──────── Records for processing ────────
/// Ask on the terminal; an empty answer picks the first option, "n" rejects
async fn prompt_confirmation(message: String, options: Vec<String>) -> ConfirmationResponse {
    let answer = tokio::task::spawn_blocking(move || {
        let mut stderr = std::io::stderr();
        let _ = write!(stderr, "{message}");
        if !options.is_empty() {
            let _ = write!(stderr, " [{}]", options.join("/"));
        }
        let _ = write!(stderr, " > ");
        let _ = stderr.flush();

        let mut line = String::new();
        std::io::stdin().read_line(&mut line).ok().map(|_| (line, options))
    })
    .await
    .ok()
    .flatten();

    let Some((line, options)) = answer else {
        return ConfirmationResponse::reject();
    };
    let line = line.trim();
    if line.eq_ignore_ascii_case("n") || line.eq_ignore_ascii_case("no") {
        return ConfirmationResponse::reject();
    }
    if line.is_empty() {
        return ConfirmationResponse::confirm(options.first().map_or("yes", String::as_str));
    }
    match options.iter().find(|o| o.eq_ignore_ascii_case(line)) {
        Some(option) => ConfirmationResponse::confirm(option),
        None => ConfirmationResponse {
            confirmed: true,
            user_input: Some(line.to_string()),
            ..ConfirmationResponse::default()
        },
    }
}

fn validate(app: &App, file: &Path) -> CommandResult {
    let definition = WorkflowDefinition::from_path(file)?;
    let json = serde_json::json!({
        "id": definition.id,
        "name": definition.name,
        "steps": definition.step_count(),
    });
    app.emit(&json, || {
        format!(
            "{} ({}): {} steps, valid",
            definition.name,
            definition.id,
            definition.step_count()
        )
    });
    Ok(CliResult::success())
}

fn config_action(app: &App, action: &ConfigAction) -> CommandResult {
    match action {
        ConfigAction::Show => {
            let text = app.config.to_toml()?;
            app.emit(&serde_json::to_value(&app.config).unwrap_or_default(), || text.clone());
            Ok(CliResult::success())
        }
        ConfigAction::Path => {
            let path = app
                .config_path
                .as_ref()
                .ok_or_else(|| CliResult::error(ExitCodes::CONFIG_ERROR, "No config directory on this platform"))?;
            println!("{}", path.display());
            Ok(CliResult::success())
        }
        ConfigAction::Init { force } => {
            let path = app
                .config_path
                .clone()
                .ok_or_else(|| CliResult::error(ExitCodes::CONFIG_ERROR, "No config directory on this platform"))?;
            if path.exists() && !force {
                return Err(CliResult::error(
                    ExitCodes::CONFIG_ERROR,
                    format!("{} already exists (use --force)", path.display()),
                ));
            }
            AppConfig::default().save_to(&path)?;
            Ok(CliResult::success_with_message(format!("Wrote {}", path.display())))
        }
    }
}
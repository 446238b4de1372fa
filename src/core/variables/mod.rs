//! Per-execution variable store
//!
//! Holds named [`Value`]s, rewrites `${name}` placeholders in text, and
//! evaluates expressions (see [`expr`]) against the stored values.

pub mod expr;

pub use expr::{parse as parse_expression, Expr, ExprError};

use chrono::Local;
use serde::{Deserialize, Serialize};
use std::collections::{BTreeMap, HashMap};
use std::fmt;

/// Name of the read-only clock variable
pub const CURRENT_TIME: &str = "current_time";

/// A variable value
#[derive(Debug, Clone, PartialEq, Default, Serialize, Deserialize)]
#[serde(untagged)]
pub enum Value {
    /// Absent / null
    #[default]
    Null,
    /// Boolean
    Bool(bool),
    /// Number (all numbers are f64)
    Number(f64),
    /// Text
    Text(String),
}

impl Value {
    /// Truthiness used by conditions: empty text, zero, null and false are false
    pub fn is_truthy(&self) -> bool {
        match self {
            Self::Null => false,
            Self::Bool(b) => *b,
            Self::Number(n) => *n != 0.0 && !n.is_nan(),
            Self::Text(s) => !s.is_empty(),
        }
    }

    /// Numeric view; text is parsed after trimming and must be finite
    pub fn as_number(&self) -> Option<f64> {
        match self {
            Self::Number(n) => Some(*n),
            Self::Bool(b) => Some(if *b { 1.0 } else { 0.0 }),
            Self::Text(s) => s.trim().parse::<f64>().ok().filter(|n| n.is_finite()),
            Self::Null => None,
        }
    }

    /// Text payload, if this is text
    pub fn as_text(&self) -> Option<&str> {
        match self {
            Self::Text(s) => Some(s),
            _ => None,
        }
    }

    /// Type name for error messages
    pub fn type_name(&self) -> &'static str {
        match self {
            Self::Null => "null",
            Self::Bool(_) => "bool",
            Self::Number(_) => "number",
            Self::Text(_) => "text",
        }
    }
}

impl fmt::Display for Value {
    fn fmt(&self, f: &mut fmt::Formatter<'_>) -> fmt::Result {
        match self {
            Self::Null => write!(f, "null"),
            Self::Bool(b) => write!(f, "{b}"),
            // Integral values print without a fraction
            Self::Number(n) if n.fract() == 0.0 && n.abs() < 1e15 => write!(f, "{}", *n as i64),
            Self::Number(n) => write!(f, "{n}"),
            Self::Text(s) => f.write_str(s),
        }
    }
}

impl From<bool> for Value {
    fn from(b: bool) -> Self {
        Self::Bool(b)
    }
}

impl From<f64> for Value {
    fn from(n: f64) -> Self {
        Self::Number(n)
    }
}

impl From<i64> for Value {
    fn from(n: i64) -> Self {
        Self::Number(n as f64)
    }
}

impl From<u16> for Value {
    fn from(n: u16) -> Self {
        Self::Number(f64::from(n))
    }
}

impl From<&str> for Value {
    fn from(s: &str) -> Self {
        Self::Text(s.to_string())
    }
}

impl From<String> for Value {
    fn from(s: String) -> Self {
        Self::Text(s)
    }
}

/// Named values scoped to one workflow execution
#[derive(Debug, Clone, Default, PartialEq)]
pub struct VariableContext {
    vars: HashMap<String, Value>,
}

impl VariableContext {
    /// Empty context
    pub fn new() -> Self {
        Self::default()
    }

    /// Context seeded from `initial`, then overlaid with `overrides`
    pub fn seeded<'a, I, J>(initial: I, overrides: J) -> Self
    where
        I: IntoIterator<Item = (&'a String, &'a Value)>,
        J: IntoIterator<Item = (&'a String, &'a Value)>,
    {
        let mut ctx = Self::new();
        for (name, value) in initial.into_iter().chain(overrides) {
            ctx.set(name, value.clone());
        }
        ctx
    }

    /// Look up a variable; `current_time` resolves to now unless explicitly set
    pub fn get(&self, name: &str) -> Option<Value> {
        match self.vars.get(name) {
            Some(v) => Some(v.clone()),
            None if name == CURRENT_TIME => Some(Value::Text(Local::now().to_rfc3339())),
            None => None,
        }
    }

    /// Set a variable
    pub fn set(&mut self, name: &str, value: impl Into<Value>) {
        self.vars.insert(name.to_string(), value.into());
    }

    /// Remove a variable, returning its value
    pub fn remove(&mut self, name: &str) -> Option<Value> {
        self.vars.remove(name)
    }

    /// Whether a variable is explicitly set
    pub fn contains(&self, name: &str) -> bool {
        self.vars.contains_key(name)
    }

    /// Number of set variables
    pub fn len(&self) -> usize {
        self.vars.len()
    }

    /// Whether no variables are set
    pub fn is_empty(&self) -> bool {
        self.vars.is_empty()
    }

    /// Sorted copy of every set variable
    pub fn snapshot(&self) -> BTreeMap<String, Value> {
        self.vars.iter().map(|(k, v)| (k.clone(), v.clone())).collect()
    }

    /// Replace each `${name}` with the variable's text. Unknown names and
    /// unterminated placeholders are left exactly as written.
    pub fn substitute(&self, template: &str) -> String {
        let mut out = String::with_capacity(template.len());
        let mut rest = template;

        while let Some(start) = rest.find("${") {
            out.push_str(&rest[..start]);
            let after = &rest[start + 2..];
            let Some(end) = after.find('}') else {
                out.push_str(&rest[start..]);
                return out;
            };
            let placeholder = &rest[start..start + 2 + end + 1];
            match self.get(after[..end].trim()) {
                Some(value) if end > 0 => out.push_str(&value.to_string()),
                _ => out.push_str(placeholder),
            }
            rest = &after[end + 1..];
        }
        out.push_str(rest);
        out
    }

    /// Parse and evaluate an expression against this context
    pub fn evaluate(&self, source: &str) -> Result<Value, ExprError> {
        expr::parse(source)?.eval(self)
    }
}
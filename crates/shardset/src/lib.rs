//! The shard-directory library: filename scheme, metadata sidecars,
//! enumeration and classification, lifecycle reconciliation, compound-shard
//! planning, and the shard-action journal.
//!
//! All mutations publish through atomic rename so concurrent readers (the
//! search engine) never observe a partially written shard or sidecar.

pub mod cleanup;
pub mod compound;
pub mod journal;
pub mod meta;
pub mod scan;

use std::io;
use std::path::{Path, PathBuf};
use std::time::SystemTime;

/// File extension of shard files, including the dot.
pub const SHARD_SUFFIX: &str = ".zoekt";
/// Basename prefix identifying a compound shard.
pub const COMPOUND_PREFIX: &str = "compound-";
/// Subdirectory holding shards pending deletion.
pub const TRASH_DIR: &str = ".trash";
/// Scratch directory for builder temp checkouts, kept on the shard volume.
pub const SCRATCH_DIR: &str = ".indexserver.tmp";
/// Presence of this file halts the indexing worker and the sync tick.
pub const PAUSE_FILE: &str = "PAUSE";
/// Ownership marker recording the last hostname that claimed the directory.
pub const OWNER_FILE: &str = "owner.txt";
/// Sorted snapshot of the public-repo subset, for external tooling.
pub const PUBLIC_FILE: &str = "public.txt";
/// Rotated TSV journal of shard actions.
pub const SHARD_LOG_FILE: &str = "zoekt-indexserver-shard-log.tsv";
/// On-disk shard format version, embedded in shard filenames.
pub const FORMAT_VERSION: u32 = 16;

/// A shard directory rooted at a single flat path.
#[derive(Clone, Debug)]
pub struct ShardDir {
    root: PathBuf,
}

impl ShardDir {
    /// Open the shard directory, creating it and its `.trash/` and scratch
    /// subdirectories if needed.
    pub fn create(root: impl Into<PathBuf>) -> io::Result<Self> {
        let dir = Self { root: root.into() };
        std::fs::create_dir_all(&dir.root)?;
        std::fs::create_dir_all(dir.trash_dir())?;
        std::fs::create_dir_all(dir.scratch_dir())?;
        Ok(dir)
    }

    pub fn root(&self) -> &Path {
        &self.root
    }
    pub fn trash_dir(&self) -> PathBuf {
        self.root.join(TRASH_DIR)
    }
    pub fn scratch_dir(&self) -> PathBuf {
        self.root.join(SCRATCH_DIR)
    }
    pub fn pause_file(&self) -> PathBuf {
        self.root.join(PAUSE_FILE)
    }
    pub fn owner_file(&self) -> PathBuf {
        self.root.join(OWNER_FILE)
    }
    pub fn public_file(&self) -> PathBuf {
        self.root.join(PUBLIC_FILE)
    }
    pub fn shard_log(&self) -> PathBuf {
        self.root.join(SHARD_LOG_FILE)
    }

    /// Returns the contents of the pause marker if one exists.
    pub fn paused(&self) -> io::Result<Option<String>> {
        match std::fs::read_to_string(self.pause_file()) {
            Ok(contents) => Ok(Some(contents.trim().to_string())),
            Err(err) if err.kind() == io::ErrorKind::NotFound => Ok(None),
            Err(err) => Err(err),
        }
    }

    /// Enumerate shard files in the index directory, sorted by path.
    pub fn list_shards(&self) -> io::Result<Vec<ShardFile>> {
        list_shard_files(&self.root)
    }

    /// Enumerate shard files in the trash, sorted by path.
    pub fn list_trash(&self) -> io::Result<Vec<ShardFile>> {
        list_shard_files(&self.trash_dir())
    }
}

/// A shard file observed on disk.
#[derive(Clone, Debug)]
pub struct ShardFile {
    pub path: PathBuf,
    pub len: u64,
    pub mtime: SystemTime,
}

impl ShardFile {
    pub fn base_name(&self) -> &str {
        self.path
            .file_name()
            .and_then(|n| n.to_str())
            .unwrap_or_default()
    }

    pub fn is_compound(&self) -> bool {
        self.base_name().starts_with(COMPOUND_PREFIX)
    }

    /// The shard-set prefix and numeric position of this file, parsed from
    /// `{prefix}.{NNNNN}.zoekt`. Returns None for malformed names.
    pub fn set_position(&self) -> Option<(&str, u32)> {
        split_shard_name(self.base_name())
    }
}

fn list_shard_files(dir: &Path) -> io::Result<Vec<ShardFile>> {
    let mut out = Vec::new();
    let entries = match std::fs::read_dir(dir) {
        Ok(entries) => entries,
        Err(err) if err.kind() == io::ErrorKind::NotFound => return Ok(out),
        Err(err) => return Err(err),
    };
    for entry in entries {
        let entry = entry?;
        let name = entry.file_name();
        let Some(name) = name.to_str() else { continue };
        if !name.ends_with(SHARD_SUFFIX) {
            continue;
        }
        let md = entry.metadata()?;
        if !md.is_file() {
            continue;
        }
        out.push(ShardFile {
            path: entry.path(),
            len: md.len(),
            mtime: md.modified()?,
        });
    }
    out.sort_by(|a, b| a.path.cmp(&b.path));
    Ok(out)
}

/// Filename of shard `number` of the named repository:
/// `{escaped_name}_v{FORMAT_VERSION}.{NNNNN}.zoekt`.
pub fn shard_file_name(repo_name: &str, number: u32) -> String {
    format!(
        "{}_v{}.{:05}{}",
        escape_repo_name(repo_name),
        FORMAT_VERSION,
        number,
        SHARD_SUFFIX,
    )
}

/// Repository names may contain path separators and other bytes that are not
/// filename-safe; escape everything outside a conservative set.
pub fn escape_repo_name(name: &str) -> String {
    let mut out = String::with_capacity(name.len());
    for b in name.bytes() {
        match b {
            b'a'..=b'z' | b'A'..=b'Z' | b'0'..=b'9' | b'.' | b'-' | b'_' => out.push(b as char),
            _ => {
                out.push('%');
                out.push_str(&format!("{b:02X}"));
            }
        }
    }
    out
}

/// Split `{prefix}.{NNNNN}.zoekt` into the shard-set prefix and number.
pub fn split_shard_name(base: &str) -> Option<(&str, u32)> {
    let stem = base.strip_suffix(SHARD_SUFFIX)?;
    let (prefix, number) = stem.rsplit_once('.')?;
    if number.len() != 5 {
        return None;
    }
    let number = number.parse::<u32>().ok()?;
    Some((prefix, number))
}

/// Atomically replace `path` with `bytes`: write a temp file in the same
/// directory, then rename over the destination.
pub fn write_atomic(path: &Path, bytes: &[u8]) -> io::Result<()> {
    use std::io::Write;

    let dir = path.parent().unwrap_or_else(|| Path::new("."));
    let mut tmp = tempfile::NamedTempFile::new_in(dir)?;
    tmp.write_all(bytes)?;
    tmp.as_file().sync_all()?;
    tmp.persist(path).map_err(|err| err.error)?;
    Ok(())
}


#[cfg(test)]
mod tests {
    use super::*;

    #[test]
    fn shard_names_round_trip() {
        let name = shard_file_name("github.com/example/repo", 0);
        assert_eq!(name, "github.com%2Fexample%2Frepo_v16.00000.zoekt");

        let (prefix, number) = split_shard_name(&name).unwrap();
        assert_eq!(prefix, "github.com%2Fexample%2Frepo_v16");
        assert_eq!(number, 0);

        assert!(split_shard_name("not-a-shard.meta").is_none());
        assert!(split_shard_name("missing-number.zoekt").is_none());
    }

    #[test]
    fn compound_names_are_recognized() {
        let file = ShardFile {
            path: PathBuf::from("/idx/compound-00af3c_v16.00000.zoekt"),
            len: 0,
            mtime: SystemTime::UNIX_EPOCH,
        };
        assert!(file.is_compound());
    }

    #[test]
    fn list_skips_non_shards() {
        let tmp = tempfile::tempdir().unwrap();
        let dir = ShardDir::create(tmp.path()).unwrap();

        std::fs::write(tmp.path().join("a_v16.00000.zoekt"), b"shard").unwrap();
        std::fs::write(tmp.path().join("a_v16.00000.zoekt.meta"), b"{}").unwrap();
        std::fs::write(tmp.path().join("stray.tmp"), b"x").unwrap();

        let shards = dir.list_shards().unwrap();
        assert_eq!(shards.len(), 1);
        assert_eq!(shards[0].base_name(), "a_v16.00000.zoekt");
    }
}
────────
_Directions for this task_. From the data above, output exactly the lines between the one containing "AppConfig::default().save_to(&path)?;" and the one containing "pub mod expr;", counting both of them.

_Result of the task_.
            AppConfig::default().save_to(&path)?;
            Ok(CliResult::success_with_message(format!("Wrote {}", path.display())))
        }
    }
}
repository 446238b4de1372fa
filename src/core/variables/mod.rs
//! Per-execution variable store
//!
//! Holds named [`Value`]s, rewrites `${name}` placeholders in text, and
//! evaluates expressions (see [`expr`]) against the stored values.

pub mod expr;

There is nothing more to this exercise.